*** INPUT MATERIAL

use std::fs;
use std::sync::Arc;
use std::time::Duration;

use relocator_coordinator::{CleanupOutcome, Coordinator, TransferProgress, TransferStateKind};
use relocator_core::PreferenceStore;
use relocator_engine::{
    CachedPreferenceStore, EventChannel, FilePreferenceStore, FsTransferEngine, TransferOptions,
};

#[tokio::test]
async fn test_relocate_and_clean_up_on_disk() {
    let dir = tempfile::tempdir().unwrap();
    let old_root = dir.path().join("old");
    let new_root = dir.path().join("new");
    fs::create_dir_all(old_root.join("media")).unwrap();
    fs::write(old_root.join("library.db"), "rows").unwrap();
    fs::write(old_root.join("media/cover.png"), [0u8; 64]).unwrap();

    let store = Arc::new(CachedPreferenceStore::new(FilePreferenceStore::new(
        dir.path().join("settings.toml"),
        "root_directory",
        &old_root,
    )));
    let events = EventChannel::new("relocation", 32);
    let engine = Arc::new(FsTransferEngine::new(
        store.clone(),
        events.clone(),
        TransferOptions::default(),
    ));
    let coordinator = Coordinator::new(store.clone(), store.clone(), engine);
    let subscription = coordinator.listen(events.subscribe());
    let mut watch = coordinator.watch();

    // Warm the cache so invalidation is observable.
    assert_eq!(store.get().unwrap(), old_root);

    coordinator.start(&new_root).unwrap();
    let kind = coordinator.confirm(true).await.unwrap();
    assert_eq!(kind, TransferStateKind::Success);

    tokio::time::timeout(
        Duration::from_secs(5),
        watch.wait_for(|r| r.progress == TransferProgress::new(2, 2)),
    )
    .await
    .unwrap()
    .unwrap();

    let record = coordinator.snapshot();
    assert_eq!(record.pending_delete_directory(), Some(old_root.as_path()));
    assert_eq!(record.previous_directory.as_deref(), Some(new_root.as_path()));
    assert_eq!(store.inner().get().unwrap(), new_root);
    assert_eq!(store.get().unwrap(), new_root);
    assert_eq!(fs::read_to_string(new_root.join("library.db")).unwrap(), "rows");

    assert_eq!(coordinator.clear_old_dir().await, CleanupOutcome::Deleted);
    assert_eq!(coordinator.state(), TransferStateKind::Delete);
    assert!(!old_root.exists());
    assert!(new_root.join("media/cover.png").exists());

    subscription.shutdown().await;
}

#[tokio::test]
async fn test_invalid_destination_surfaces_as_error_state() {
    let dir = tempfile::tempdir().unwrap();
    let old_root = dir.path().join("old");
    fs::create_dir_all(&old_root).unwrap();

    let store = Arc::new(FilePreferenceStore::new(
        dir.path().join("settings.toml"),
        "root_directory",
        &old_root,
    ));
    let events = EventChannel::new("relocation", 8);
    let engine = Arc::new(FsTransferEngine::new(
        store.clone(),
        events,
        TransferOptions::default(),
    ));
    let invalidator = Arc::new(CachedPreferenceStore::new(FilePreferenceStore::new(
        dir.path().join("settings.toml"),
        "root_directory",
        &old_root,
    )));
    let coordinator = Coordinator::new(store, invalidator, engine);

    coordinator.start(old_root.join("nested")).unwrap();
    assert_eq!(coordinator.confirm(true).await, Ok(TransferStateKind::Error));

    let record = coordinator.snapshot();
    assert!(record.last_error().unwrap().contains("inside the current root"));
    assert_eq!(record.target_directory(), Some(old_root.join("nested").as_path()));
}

******
*** INPUT MATERIAL

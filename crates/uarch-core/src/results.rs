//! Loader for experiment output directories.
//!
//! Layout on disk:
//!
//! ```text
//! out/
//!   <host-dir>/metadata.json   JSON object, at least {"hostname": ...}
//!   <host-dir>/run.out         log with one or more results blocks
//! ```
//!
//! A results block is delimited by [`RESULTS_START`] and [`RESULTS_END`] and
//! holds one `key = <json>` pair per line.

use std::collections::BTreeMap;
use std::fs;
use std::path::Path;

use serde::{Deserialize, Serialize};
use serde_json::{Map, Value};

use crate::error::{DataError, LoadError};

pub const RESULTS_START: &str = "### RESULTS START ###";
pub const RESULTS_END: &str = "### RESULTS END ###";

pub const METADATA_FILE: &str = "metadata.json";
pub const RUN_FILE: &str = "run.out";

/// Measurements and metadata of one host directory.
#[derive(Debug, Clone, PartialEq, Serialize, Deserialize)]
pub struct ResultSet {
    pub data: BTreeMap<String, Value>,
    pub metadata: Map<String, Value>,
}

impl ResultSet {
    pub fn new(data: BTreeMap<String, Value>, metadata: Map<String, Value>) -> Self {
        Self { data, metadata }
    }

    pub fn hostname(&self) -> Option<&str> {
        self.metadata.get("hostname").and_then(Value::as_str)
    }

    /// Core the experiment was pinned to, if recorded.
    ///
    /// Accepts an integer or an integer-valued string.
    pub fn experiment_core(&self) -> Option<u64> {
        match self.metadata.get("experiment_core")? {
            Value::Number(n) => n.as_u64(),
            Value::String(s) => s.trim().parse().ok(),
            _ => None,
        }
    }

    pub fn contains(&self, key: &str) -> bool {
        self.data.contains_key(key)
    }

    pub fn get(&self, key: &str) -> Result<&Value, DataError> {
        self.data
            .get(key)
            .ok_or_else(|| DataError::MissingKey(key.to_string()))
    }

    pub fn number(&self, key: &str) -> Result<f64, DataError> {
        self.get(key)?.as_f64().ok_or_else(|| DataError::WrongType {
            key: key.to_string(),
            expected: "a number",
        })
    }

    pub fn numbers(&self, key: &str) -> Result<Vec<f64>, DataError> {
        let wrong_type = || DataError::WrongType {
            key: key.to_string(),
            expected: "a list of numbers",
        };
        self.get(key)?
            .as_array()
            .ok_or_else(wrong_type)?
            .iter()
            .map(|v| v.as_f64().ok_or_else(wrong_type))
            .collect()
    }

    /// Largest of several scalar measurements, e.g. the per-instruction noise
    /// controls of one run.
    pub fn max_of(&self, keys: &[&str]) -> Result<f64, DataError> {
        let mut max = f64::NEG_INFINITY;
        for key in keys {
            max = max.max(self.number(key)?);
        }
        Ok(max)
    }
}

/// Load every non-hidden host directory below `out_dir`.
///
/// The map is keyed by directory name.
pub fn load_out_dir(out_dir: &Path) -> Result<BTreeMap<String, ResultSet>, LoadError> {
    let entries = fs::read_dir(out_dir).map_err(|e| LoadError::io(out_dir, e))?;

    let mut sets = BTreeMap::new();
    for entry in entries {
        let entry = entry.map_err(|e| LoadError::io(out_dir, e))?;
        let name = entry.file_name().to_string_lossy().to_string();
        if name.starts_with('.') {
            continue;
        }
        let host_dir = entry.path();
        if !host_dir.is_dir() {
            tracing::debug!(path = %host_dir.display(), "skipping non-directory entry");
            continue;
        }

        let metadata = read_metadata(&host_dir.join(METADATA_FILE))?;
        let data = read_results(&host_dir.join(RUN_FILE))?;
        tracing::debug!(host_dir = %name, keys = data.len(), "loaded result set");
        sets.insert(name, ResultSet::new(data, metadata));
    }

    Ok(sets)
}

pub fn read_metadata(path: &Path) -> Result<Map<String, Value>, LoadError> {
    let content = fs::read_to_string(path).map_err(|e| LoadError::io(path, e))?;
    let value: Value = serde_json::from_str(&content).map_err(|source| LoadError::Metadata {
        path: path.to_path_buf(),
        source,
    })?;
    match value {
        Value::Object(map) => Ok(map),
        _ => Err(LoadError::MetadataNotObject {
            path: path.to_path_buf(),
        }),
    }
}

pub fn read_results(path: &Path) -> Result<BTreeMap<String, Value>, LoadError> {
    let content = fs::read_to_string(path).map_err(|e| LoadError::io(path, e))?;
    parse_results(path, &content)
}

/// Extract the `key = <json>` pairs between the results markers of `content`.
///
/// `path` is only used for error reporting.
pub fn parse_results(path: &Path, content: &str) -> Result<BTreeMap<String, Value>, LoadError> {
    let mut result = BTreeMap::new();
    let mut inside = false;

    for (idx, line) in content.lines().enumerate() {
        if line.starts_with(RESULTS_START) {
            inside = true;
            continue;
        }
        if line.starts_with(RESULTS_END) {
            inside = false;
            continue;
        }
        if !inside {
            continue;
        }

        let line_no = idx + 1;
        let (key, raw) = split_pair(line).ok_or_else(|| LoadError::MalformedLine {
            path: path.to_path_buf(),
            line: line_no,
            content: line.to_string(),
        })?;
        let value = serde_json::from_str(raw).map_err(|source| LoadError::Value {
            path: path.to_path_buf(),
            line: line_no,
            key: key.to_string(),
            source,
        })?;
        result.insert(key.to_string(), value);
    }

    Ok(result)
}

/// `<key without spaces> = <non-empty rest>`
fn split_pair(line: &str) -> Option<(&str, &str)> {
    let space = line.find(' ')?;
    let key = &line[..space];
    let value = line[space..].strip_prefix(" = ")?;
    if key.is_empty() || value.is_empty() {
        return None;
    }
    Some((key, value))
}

******

PROMPT: Return, from the data, each line where the string "ResultSet" occurs.

ANSWER TO THIS PROBLEM:
pub struct ResultSet {
impl ResultSet {
pub fn load_out_dir(out_dir: &Path) -> Result<BTreeMap<String, ResultSet>, LoadError> {
        sets.insert(name, ResultSet::new(data, metadata));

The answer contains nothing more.